Mesoporous silica as multiple nanoparticles systems for inflammation imaging as nano-radiopharmaceuticals

Inflammation processes are difficult to manage, especially in certain diseases like cancer. The prognostic of the patient may change drastically during the therapy if an inflammation process occurs. In this direction several research groups are trying to develop new agents for treatment and imaging of the inflammation process in order to improve patients prognostics. In this study we have developed and evaluated two possible imaging agents for nuclear medicine procedure using mesoporous silica nanoparticles as the carrier system. In this direction we developed mesoporous silica nanoparticles loaded with betamethasone and mesoporous silica nanoparticles conjugated with dexamethasone nanoparticles, both labeled with technetium-99m (99mTc) and compared the biodistribution (pharmacokinetic) profile of the two formulations in an inflammation model of carrageenan-induced pleurisy in Wistar rats.

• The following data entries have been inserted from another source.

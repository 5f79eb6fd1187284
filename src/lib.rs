pub mod amount;
pub mod clock;
pub mod config;
pub mod csv;
pub mod engine;
pub mod ledger;
pub mod locks;
pub mod model;
pub mod store;

pub use amount::{Amount, Percentage};
pub use config::Config;
pub use engine::{Engine, EngineError};
pub use ledger::Ledger;
pub use model::{Operation, OwnedMachineId, TxId, TxStatus, User, UserId};
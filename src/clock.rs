//! Time source shared by the commission cooldown and the TTL locks.

use chrono::{DateTime, TimeDelta, Utc};
use parking_lot::Mutex;
use std::time::Instant;

pub trait Clock: Send + Sync {
    fn now(&self) -> DateTime<Utc>;
}

/// Wall time read once at construction, advanced by a monotonic
/// `Instant` after that. Stepping the system clock backwards does not move
/// it back.
#[derive(Debug, Clone, Copy)]
pub struct SystemClock {
    anchor: DateTime<Utc>,
    start: Instant,
}

impl SystemClock {
    pub fn new() -> Self {
        Self {
            anchor: Utc::now(),
            start: Instant::now(),
        }
    }
}

impl Default for SystemClock {
    fn default() -> Self {
        Self::new()
    }
}

impl Clock for SystemClock {
    fn now(&self) -> DateTime<Utc> {
        TimeDelta::from_std(self.start.elapsed())
            .ok()
            .and_then(|elapsed| self.anchor.checked_add_signed(elapsed))
            .unwrap_or(DateTime::<Utc>::MAX_UTC)
    }
}

/// A clock that only moves when told to.
#[derive(Debug)]
pub struct ManualClock {
    now: Mutex<DateTime<Utc>>,
}

impl ManualClock {
    pub fn new(start: DateTime<Utc>) -> Self {
        Self {
            now: Mutex::new(start),
        }
    }

    pub fn advance(&self, by: TimeDelta) {
        *self.now.lock() += by;
    }

    pub fn set(&self, to: DateTime<Utc>) {
        *self.now.lock() = to;
    }
}

impl Default for ManualClock {
    fn default() -> Self {
        Self::new(DateTime::<Utc>::UNIX_EPOCH)
    }
}

impl Clock for ManualClock {
    fn now(&self) -> DateTime<Utc> {
        *self.now.lock()
    }
}
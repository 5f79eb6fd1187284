//! Machine ownership state machine and commission collection.

use tracing::{debug, info};

use super::referral::Payout;
use super::{Engine, EngineError, FinanceError, MachineError};
use crate::Amount;
use crate::model::{OwnedMachineId, TransactionKind, TxStatus, UserId};

/// Result of a successful purchase.
#[derive(Debug, Clone, PartialEq, Eq)]
pub struct PurchaseReceipt {
    pub machine: OwnedMachineId,
    pub price: Amount,
    pub payouts: Vec<Payout>,
}

impl Engine {
    /// Buy the machine mining `coin`.
    ///
    /// Debit, ownership row and the whole referral cascade commit together.
    pub async fn purchase(&self, user: UserId, coin: &str) -> Result<PurchaseReceipt, EngineError> {
        let machine = self
            .store
            .machine_by_coin(coin)
            .ok_or_else(|| MachineError::MachineNotFound(coin.to_string()))?;

        let mut uow = self.store.begin();
        let ledger = uow
            .lock_ledger(user)
            .await
            .ok_or_else(|| Self::finance_unavailable(user))?;

        // checked under the purchaser's ledger lock, so a racing purchase
        // of the same coin sees the first one's row
        if uow.owns(user, machine.id) {
            return Err(MachineError::MachineAlreadyOwned {
                user,
                coin: machine.coin.clone(),
            }
            .into());
        }

        let balance = uow.ledger(ledger).balance;
        if !uow.ledger_mut(ledger).debit(machine.price) {
            return Err(FinanceError::InsufficientBalance {
                user,
                balance,
                required: machine.price,
            }
            .into());
        }

        let owned = uow.insert_machine(user, machine.id);
        let payouts = self.distribute(&mut uow, user, machine.price).await?;
        uow.commit();

        info!(user, coin = %machine.coin, price = %machine.price, machine = owned, "machine purchased");
        Ok(PurchaseReceipt {
            machine: owned,
            price: machine.price,
            payouts,
        })
    }

    /// Start a mining cycle. Activating an active machine is a no-op.
    pub async fn activate(&self, user: UserId, machine: OwnedMachineId) -> Result<(), EngineError> {
        let mut uow = self.store.begin();
        let row = uow.lock_machine(machine).await;
        let row = row
            .filter(|r| uow.machine(*r).user_id == user)
            .ok_or(MachineError::MachineNotOwned(machine))?;

        if uow.machine(row).activated_time.is_some() {
            debug!(user, machine, "machine already active");
            return Ok(());
        }

        uow.machine_mut(row).activated_time = Some(self.clock.now());
        uow.commit();

        info!(user, machine, "machine activated");
        Ok(())
    }

    /// Collect the commission of an active machine whose cooldown has
    /// elapsed, and return it to the inactive state.
    pub async fn collect_commission(
        &self,
        user: UserId,
        machine: OwnedMachineId,
    ) -> Result<Amount, EngineError> {
        let mut uow = self.store.begin();
        let row = uow.lock_machine(machine).await;
        let row = row
            .filter(|r| uow.machine(*r).user_id == user)
            .ok_or(MachineError::MachineNotOwned(machine))?;

        let owned = uow.machine(row);
        let activated_time = owned
            .activated_time
            .ok_or(MachineError::MachineNotActivated(machine))?;

        let elapsed = self.clock.now() - activated_time;
        let cooldown = self.config.commission_cooldown();
        if elapsed < cooldown {
            return Err(MachineError::CommissionCooldownNotElapsed {
                machine,
                remaining_secs: (cooldown - elapsed).num_seconds(),
            }
            .into());
        }

        let machine_type = self
            .store
            .machine_type(owned.machine_type)
            .ok_or_else(|| MachineError::MachineNotFound(owned.machine_type.to_string()))?;

        let ledger = uow
            .lock_ledger(user)
            .await
            .ok_or_else(|| Self::finance_unavailable(user))?;
        if !uow.ledger_mut(ledger).credit(machine_type.income) {
            return Err(FinanceError::InvalidAmount(machine_type.income).into());
        }
        uow.append(
            ledger,
            TransactionKind::commission(&machine_type.coin),
            machine_type.income,
            TxStatus::Completed,
        )
        .ok_or(FinanceError::InvalidAmount(machine_type.income))?;
        uow.machine_mut(row).activated_time = None;
        uow.commit();

        info!(user, machine, coin = %machine_type.coin, income = %machine_type.income, "commission collected");
        Ok(machine_type.income)
    }

    /// The user's purchased machine mining `coin`.
    pub fn owned_machine_by_coin(&self, user: UserId, coin: &str) -> Result<OwnedMachineId, EngineError> {
        let machine = self
            .store
            .machine_by_coin(coin)
            .ok_or_else(|| MachineError::MachineNotFound(coin.to_string()))?;
        self.store
            .owned_machine_id(user, machine.id)
            .ok_or_else(|| {
                MachineError::CoinNotOwned {
                    user,
                    coin: machine.coin.clone(),
                }
                .into()
            })
    }
}
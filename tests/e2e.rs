use std::process::Command;

const HEADER: &str = "user,balance,income,affiliate_income,machines";

fn run(fixture: &str, config: Option<&str>) -> (String, String, bool) {
    let path = format!("tests/fixtures/{fixture}");
    let mut command = Command::new(env!("CARGO_BIN_EXE_hashfarm"));
    command.arg(&path);
    if let Some(config) = config {
        command.arg(format!("tests/fixtures/{config}"));
    }
    let output = command
        .env("RUST_LOG", "warn")
        .output()
        .expect("failed to run binary");

    let stdout = String::from_utf8_lossy(&output.stdout).to_string();
    let stderr = String::from_utf8_lossy(&output.stderr).to_string();
    (stdout, stderr, output.status.success())
}

#[test]
fn valid_operations() {
    let (stdout, stderr, success) = run("valid.csv", Some("config.toml"));

    assert!(success);
    assert!(stderr.is_empty(), "unexpected stderr: {stderr}");

    let lines: Vec<&str> = stdout.lines().collect();
    assert_eq!(
        lines,
        vec![
            HEADER,
            "admin,1005.00,0.00,5.00,",
            "alice,6.50,0.00,10.50,",
            "bob,108.00,7.00,1.00,BTC",
            "carol,5.00,15.00,0.00,XMR",
        ]
    );
}

#[test]
fn errors_warn_but_do_not_block() {
    let (stdout, stderr, success) = run("with_errors.csv", Some("config.toml"));

    assert!(success);
    assert!(stderr.contains("unrecognized operation 'mine'"));
    assert!(stderr.contains("bonus missing amount"));

    let lines: Vec<&str> = stdout.lines().collect();
    assert_eq!(lines[0], HEADER);
    assert_eq!(lines[1], "admin,1000.00,0.00,0.00,");
    assert_eq!(lines[2], "alice,40.00,0.00,0.00,BTC XMR");
    assert_eq!(lines.len(), 3);
}

#[test]
fn default_config_catalog() {
    let (stdout, _, success) = run("default_config.csv", None);

    assert!(success);
    let lines: Vec<&str> = stdout.lines().collect();
    assert_eq!(lines[0], HEADER);
    assert_eq!(lines[1], "alice,150.00,0.00,150.00,");
    assert_eq!(lines[2], "bob,0.00,0.00,0.00,BTC");
}

#[test]
fn missing_input_fails() {
    let (_, stderr, success) = run("does_not_exist.csv", None);
    assert!(!success);
    assert!(stderr.contains("failed to open operations file"));
}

The results demonstrated that in both cases the mesoporous silica was able to show the inflammation site with a high accumulation in the inflammatory site with great renal clearance. Considering the fact that radiopharmaceuticals are considered first-order drugs the pharmacokinetics profile are the same of the biodistribution. The cytotoxicity assay demonstrated that the use of mesoporous silica nanoparticles conjugated with dexamethasone nanoparticles is safer when compared to the mesoporous silica nanoparticles loaded with betamethasone. Nevertheless, both formulations may be used for inflammation process imaging.